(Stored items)

---

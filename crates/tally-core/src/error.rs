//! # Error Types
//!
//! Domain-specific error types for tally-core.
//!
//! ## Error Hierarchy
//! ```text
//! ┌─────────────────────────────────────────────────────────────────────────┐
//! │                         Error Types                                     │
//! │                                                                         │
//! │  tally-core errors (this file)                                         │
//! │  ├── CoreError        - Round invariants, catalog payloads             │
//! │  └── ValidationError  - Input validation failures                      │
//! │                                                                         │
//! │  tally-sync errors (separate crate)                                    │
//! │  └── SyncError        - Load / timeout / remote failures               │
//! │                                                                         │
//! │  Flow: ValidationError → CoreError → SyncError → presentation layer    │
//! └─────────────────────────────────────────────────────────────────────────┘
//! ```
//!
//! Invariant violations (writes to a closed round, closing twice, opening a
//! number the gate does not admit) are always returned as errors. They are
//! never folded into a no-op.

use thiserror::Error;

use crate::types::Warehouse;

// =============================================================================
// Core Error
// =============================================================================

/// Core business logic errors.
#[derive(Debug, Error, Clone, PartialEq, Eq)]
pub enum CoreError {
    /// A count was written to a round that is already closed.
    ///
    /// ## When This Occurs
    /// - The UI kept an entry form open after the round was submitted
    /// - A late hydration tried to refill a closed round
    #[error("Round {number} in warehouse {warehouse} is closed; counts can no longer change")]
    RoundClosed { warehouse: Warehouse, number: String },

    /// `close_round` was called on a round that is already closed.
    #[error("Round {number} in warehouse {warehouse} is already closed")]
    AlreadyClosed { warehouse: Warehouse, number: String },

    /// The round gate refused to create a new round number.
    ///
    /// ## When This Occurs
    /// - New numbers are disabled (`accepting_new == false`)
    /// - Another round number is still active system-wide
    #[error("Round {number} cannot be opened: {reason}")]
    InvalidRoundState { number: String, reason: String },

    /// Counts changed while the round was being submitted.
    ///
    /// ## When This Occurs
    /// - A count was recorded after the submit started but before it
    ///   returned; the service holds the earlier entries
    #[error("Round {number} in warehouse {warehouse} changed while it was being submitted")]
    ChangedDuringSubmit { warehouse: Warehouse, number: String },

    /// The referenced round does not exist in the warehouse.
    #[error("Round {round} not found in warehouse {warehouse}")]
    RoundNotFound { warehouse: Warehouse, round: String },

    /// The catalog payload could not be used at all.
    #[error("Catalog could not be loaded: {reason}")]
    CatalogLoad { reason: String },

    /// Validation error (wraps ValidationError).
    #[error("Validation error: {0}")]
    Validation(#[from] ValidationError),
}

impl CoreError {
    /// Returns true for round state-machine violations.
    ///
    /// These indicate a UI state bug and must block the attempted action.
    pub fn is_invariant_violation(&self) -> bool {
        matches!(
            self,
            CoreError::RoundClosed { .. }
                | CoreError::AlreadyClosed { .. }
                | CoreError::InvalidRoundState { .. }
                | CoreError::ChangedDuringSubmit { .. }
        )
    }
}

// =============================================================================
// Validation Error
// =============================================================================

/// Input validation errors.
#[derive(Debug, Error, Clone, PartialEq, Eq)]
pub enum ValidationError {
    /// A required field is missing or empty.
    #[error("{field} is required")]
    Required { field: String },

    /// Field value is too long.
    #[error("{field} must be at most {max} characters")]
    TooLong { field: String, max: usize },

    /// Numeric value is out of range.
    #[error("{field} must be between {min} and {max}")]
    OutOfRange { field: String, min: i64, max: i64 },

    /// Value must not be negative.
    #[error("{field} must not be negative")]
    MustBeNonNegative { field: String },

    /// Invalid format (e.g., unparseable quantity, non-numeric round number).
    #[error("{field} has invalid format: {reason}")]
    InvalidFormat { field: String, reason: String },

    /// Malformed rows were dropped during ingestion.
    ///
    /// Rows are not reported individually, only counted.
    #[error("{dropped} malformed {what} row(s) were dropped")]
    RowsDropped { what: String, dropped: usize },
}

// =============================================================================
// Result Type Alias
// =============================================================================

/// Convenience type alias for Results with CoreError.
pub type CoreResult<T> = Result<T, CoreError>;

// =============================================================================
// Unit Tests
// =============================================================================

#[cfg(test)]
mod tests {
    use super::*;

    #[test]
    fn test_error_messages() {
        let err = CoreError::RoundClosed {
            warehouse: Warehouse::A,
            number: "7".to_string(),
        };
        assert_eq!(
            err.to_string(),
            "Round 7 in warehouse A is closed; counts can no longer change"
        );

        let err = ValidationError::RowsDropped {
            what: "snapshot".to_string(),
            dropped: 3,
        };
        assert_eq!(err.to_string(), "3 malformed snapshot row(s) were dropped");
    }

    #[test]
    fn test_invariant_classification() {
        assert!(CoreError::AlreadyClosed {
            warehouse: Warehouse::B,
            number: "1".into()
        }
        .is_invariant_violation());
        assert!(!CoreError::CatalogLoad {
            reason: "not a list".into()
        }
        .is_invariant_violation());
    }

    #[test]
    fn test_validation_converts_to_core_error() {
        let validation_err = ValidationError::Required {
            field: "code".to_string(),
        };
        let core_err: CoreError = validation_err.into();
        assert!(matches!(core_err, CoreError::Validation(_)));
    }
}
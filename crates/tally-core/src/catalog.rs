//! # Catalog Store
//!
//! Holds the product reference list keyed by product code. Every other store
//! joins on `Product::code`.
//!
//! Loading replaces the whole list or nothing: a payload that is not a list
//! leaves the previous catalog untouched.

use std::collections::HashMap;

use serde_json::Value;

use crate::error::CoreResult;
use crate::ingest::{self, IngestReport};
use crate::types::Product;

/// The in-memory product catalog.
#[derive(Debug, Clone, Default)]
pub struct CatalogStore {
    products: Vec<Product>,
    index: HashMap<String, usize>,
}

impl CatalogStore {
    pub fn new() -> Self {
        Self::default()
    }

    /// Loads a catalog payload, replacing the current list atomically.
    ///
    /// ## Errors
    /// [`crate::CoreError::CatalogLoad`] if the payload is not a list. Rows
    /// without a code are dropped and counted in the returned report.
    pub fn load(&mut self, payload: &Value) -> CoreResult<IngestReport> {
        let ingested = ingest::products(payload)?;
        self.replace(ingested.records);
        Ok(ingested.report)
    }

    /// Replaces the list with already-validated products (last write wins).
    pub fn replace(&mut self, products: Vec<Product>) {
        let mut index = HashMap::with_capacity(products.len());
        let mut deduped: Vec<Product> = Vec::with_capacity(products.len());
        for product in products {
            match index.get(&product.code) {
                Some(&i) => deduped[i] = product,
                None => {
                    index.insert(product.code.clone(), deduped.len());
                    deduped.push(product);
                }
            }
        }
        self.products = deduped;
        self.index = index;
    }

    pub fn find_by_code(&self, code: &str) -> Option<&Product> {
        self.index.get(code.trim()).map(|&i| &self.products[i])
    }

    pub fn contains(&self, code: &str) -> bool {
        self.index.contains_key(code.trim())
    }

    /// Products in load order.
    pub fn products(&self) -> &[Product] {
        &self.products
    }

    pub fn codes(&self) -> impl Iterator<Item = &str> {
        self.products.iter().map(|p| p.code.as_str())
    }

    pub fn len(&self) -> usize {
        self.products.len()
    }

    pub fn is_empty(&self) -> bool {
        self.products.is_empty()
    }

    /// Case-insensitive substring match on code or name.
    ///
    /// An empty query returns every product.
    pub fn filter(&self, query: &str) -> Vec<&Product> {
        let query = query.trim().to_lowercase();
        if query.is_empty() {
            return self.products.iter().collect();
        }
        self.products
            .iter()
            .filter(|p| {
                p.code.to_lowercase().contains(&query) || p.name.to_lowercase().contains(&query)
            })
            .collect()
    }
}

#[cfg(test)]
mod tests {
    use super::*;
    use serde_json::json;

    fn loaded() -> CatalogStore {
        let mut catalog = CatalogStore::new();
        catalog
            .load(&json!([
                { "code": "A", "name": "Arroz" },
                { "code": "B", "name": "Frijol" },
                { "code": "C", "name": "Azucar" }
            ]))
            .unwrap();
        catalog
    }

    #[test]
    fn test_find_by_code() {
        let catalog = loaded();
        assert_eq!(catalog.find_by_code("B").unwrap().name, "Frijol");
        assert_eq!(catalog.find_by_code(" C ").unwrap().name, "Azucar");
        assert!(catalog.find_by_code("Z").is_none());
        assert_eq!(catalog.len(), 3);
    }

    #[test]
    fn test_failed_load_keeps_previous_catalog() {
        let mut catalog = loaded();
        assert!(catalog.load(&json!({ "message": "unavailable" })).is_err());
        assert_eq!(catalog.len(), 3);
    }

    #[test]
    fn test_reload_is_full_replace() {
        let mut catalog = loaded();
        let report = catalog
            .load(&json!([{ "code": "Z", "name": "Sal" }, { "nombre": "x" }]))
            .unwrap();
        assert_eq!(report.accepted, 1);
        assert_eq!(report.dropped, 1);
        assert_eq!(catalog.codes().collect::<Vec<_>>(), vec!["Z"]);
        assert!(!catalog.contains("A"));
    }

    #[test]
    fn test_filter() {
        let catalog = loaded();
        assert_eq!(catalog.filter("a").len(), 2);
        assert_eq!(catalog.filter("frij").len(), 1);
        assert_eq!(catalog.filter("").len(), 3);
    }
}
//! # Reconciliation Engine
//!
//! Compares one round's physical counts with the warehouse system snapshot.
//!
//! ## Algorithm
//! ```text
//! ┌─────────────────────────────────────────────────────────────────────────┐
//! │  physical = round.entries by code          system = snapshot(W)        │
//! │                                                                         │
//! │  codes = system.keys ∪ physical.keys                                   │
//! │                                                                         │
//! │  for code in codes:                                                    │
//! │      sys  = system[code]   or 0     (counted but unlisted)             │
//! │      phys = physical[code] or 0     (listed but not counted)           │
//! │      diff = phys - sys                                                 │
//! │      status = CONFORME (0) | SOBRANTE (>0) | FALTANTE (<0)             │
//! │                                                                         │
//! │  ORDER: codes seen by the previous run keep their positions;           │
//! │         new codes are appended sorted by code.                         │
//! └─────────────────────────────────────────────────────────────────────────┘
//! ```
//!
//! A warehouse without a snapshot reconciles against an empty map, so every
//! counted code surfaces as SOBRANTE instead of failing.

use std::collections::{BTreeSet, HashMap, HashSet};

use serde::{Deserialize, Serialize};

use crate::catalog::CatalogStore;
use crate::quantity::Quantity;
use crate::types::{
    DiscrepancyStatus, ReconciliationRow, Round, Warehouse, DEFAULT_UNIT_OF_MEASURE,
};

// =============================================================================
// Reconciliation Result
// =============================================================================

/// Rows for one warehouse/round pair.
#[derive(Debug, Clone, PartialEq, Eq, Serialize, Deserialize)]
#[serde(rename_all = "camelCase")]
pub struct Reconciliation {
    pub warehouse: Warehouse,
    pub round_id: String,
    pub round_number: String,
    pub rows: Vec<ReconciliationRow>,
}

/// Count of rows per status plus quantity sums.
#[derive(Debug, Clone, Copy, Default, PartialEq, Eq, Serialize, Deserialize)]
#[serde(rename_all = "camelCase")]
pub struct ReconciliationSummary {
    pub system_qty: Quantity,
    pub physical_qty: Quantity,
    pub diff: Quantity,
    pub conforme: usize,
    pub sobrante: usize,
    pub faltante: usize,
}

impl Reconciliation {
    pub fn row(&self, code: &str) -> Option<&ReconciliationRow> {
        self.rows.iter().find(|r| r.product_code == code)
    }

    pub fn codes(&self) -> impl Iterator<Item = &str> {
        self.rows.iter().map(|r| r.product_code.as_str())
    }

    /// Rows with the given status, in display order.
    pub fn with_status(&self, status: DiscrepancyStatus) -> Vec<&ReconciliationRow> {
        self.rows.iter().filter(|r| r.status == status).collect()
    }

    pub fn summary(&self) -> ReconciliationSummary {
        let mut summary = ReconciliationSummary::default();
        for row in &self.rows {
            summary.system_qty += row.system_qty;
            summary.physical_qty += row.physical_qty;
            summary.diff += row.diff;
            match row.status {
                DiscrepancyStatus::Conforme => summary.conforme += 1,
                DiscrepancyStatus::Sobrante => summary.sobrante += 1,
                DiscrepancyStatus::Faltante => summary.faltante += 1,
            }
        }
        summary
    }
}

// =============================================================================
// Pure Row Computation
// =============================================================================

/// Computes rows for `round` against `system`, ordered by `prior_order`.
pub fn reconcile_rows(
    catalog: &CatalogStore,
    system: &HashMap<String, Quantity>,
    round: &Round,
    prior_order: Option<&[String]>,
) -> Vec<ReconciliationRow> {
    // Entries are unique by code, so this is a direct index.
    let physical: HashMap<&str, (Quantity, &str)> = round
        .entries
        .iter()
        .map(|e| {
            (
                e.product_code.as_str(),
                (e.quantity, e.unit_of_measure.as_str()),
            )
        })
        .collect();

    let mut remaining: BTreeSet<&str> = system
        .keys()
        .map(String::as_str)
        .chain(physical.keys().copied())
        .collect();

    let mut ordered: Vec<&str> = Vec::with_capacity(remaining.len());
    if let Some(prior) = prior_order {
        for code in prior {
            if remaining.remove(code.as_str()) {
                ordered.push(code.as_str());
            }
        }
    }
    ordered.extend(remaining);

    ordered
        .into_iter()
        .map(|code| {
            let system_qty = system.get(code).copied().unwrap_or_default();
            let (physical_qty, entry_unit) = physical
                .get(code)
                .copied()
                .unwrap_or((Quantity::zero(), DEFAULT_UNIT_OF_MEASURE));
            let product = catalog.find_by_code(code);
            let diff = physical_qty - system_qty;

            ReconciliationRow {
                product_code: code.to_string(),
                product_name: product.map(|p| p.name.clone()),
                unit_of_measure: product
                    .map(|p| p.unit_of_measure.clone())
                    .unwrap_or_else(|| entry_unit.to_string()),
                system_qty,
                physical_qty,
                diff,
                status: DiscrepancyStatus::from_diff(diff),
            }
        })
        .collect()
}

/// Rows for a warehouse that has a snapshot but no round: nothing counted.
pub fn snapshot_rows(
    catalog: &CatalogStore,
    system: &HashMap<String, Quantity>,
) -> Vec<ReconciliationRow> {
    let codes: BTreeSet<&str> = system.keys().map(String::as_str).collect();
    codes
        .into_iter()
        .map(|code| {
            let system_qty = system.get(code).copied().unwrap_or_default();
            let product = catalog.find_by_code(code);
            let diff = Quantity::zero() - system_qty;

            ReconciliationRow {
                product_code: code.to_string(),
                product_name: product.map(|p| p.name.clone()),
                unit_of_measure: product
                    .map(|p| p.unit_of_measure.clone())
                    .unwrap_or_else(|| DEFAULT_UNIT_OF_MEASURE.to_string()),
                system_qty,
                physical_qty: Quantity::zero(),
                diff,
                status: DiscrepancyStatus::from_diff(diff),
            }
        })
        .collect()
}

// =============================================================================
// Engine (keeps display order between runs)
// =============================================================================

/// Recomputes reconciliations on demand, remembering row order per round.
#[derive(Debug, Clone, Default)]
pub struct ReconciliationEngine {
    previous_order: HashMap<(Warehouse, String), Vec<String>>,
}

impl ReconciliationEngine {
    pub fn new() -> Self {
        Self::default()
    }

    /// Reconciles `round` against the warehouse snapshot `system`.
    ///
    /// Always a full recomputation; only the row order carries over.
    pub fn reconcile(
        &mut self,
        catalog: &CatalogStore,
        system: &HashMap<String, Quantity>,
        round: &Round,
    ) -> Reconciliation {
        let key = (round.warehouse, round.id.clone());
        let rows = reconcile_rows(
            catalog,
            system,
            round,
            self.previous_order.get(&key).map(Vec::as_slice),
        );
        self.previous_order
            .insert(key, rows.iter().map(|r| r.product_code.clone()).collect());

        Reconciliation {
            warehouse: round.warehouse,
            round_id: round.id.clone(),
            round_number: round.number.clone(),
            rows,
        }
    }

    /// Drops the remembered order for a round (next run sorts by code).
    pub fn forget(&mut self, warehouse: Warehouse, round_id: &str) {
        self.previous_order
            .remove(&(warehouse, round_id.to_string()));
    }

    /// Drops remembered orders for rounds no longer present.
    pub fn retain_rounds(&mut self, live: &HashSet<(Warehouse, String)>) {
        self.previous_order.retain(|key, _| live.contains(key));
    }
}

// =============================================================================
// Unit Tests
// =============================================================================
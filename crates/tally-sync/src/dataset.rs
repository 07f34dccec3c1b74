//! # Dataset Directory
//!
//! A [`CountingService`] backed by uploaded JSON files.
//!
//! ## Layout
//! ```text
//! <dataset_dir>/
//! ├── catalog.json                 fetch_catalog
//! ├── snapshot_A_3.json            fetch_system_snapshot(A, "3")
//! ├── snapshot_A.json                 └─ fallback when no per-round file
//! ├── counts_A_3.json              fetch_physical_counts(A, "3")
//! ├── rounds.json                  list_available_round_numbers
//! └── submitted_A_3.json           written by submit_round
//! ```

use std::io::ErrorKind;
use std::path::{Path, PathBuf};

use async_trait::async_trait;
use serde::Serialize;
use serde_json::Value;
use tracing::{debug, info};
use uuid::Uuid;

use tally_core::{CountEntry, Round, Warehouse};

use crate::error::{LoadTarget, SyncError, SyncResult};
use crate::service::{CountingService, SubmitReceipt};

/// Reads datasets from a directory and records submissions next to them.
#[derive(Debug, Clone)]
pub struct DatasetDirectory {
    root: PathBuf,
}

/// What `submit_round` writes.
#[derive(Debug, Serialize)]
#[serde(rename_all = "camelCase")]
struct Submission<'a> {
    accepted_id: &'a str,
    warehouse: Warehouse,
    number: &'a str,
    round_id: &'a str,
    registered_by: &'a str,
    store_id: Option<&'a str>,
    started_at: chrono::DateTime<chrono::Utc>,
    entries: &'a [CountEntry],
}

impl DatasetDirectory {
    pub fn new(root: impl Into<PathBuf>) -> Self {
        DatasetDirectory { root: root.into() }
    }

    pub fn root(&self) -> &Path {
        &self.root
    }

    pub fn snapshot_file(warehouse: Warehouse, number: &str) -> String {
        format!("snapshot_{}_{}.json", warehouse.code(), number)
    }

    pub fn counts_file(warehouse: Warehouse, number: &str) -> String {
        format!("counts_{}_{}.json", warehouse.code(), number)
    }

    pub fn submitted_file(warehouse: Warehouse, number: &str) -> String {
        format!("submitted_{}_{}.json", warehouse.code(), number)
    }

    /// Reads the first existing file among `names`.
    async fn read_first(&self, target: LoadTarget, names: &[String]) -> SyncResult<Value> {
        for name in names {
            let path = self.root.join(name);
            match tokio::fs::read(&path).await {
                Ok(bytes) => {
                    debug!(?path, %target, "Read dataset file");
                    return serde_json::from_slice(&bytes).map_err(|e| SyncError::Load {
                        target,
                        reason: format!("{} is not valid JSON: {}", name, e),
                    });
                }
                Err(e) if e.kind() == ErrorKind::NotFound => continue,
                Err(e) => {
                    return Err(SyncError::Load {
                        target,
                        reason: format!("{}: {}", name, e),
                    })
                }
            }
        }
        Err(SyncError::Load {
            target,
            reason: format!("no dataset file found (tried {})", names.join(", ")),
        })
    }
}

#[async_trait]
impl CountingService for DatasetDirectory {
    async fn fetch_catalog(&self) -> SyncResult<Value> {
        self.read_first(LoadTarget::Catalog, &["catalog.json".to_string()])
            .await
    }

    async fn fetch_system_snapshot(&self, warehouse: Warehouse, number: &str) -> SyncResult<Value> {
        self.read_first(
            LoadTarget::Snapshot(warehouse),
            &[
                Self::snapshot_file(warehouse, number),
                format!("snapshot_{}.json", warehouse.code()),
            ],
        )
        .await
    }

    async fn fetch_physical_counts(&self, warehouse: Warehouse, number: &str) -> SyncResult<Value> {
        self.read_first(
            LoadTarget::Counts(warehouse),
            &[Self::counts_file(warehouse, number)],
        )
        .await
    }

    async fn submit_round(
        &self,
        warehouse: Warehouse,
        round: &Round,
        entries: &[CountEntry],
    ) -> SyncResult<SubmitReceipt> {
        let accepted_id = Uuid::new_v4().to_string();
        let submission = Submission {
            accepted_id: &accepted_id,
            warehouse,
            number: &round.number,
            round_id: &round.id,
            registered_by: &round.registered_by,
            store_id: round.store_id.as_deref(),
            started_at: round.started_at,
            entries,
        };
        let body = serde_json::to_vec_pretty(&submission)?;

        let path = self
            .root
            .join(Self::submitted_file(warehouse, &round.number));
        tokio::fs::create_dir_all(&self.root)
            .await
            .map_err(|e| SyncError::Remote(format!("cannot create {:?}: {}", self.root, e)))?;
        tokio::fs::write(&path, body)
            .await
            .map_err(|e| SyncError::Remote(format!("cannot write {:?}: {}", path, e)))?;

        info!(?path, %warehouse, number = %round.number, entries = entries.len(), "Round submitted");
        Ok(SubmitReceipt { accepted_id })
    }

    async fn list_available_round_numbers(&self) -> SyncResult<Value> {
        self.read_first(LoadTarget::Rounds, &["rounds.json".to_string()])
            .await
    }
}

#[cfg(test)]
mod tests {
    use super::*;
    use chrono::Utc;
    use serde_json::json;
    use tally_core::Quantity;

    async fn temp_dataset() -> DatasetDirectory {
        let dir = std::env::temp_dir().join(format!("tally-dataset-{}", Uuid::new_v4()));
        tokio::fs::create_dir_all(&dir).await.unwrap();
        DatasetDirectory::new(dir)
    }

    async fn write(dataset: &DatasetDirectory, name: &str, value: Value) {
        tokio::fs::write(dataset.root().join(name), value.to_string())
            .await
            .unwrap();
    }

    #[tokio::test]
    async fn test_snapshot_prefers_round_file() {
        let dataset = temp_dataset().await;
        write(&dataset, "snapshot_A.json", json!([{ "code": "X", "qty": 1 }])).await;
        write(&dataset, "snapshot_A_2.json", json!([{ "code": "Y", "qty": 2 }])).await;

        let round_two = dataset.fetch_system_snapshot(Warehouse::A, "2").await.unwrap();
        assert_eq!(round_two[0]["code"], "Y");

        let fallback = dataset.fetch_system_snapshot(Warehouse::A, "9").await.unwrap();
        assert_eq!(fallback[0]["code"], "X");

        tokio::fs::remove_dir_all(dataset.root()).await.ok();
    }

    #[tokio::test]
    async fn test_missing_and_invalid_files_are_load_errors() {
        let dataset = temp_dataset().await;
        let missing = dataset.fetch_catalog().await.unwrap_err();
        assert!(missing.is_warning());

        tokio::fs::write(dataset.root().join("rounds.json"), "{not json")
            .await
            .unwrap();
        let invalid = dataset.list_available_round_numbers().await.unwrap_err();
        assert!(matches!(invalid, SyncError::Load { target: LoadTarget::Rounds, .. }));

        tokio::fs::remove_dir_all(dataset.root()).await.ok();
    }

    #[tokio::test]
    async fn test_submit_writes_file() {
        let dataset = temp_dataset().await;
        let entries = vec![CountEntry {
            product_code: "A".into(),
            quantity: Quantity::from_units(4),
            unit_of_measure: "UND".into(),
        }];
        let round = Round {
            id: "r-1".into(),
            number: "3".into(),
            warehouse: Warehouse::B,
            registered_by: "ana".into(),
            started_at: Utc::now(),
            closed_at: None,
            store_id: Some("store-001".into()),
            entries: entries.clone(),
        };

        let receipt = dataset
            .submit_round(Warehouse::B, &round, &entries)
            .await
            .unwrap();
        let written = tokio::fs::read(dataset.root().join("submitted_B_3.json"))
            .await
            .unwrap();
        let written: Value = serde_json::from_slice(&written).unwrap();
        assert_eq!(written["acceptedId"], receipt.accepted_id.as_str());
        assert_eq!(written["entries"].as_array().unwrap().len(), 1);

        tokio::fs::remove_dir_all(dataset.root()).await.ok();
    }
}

---

§ **EXERCISE REQUIREMENTS**
Search the entries above for the string "derive", and report each line where it occurs.

§ **SOLUTION BELOW**
#[derive(Debug, Error, Clone, PartialEq, Eq)]
#[derive(Debug, Error, Clone, PartialEq, Eq)]
#[derive(Debug, Clone, Default)]
#[derive(Debug, Clone, PartialEq, Eq, Serialize, Deserialize)]
#[derive(Debug, Clone, Copy, Default, PartialEq, Eq, Serialize, Deserialize)]
#[derive(Debug, Clone, Default)]
#[derive(Debug, Clone)]
#[derive(Debug, Serialize)]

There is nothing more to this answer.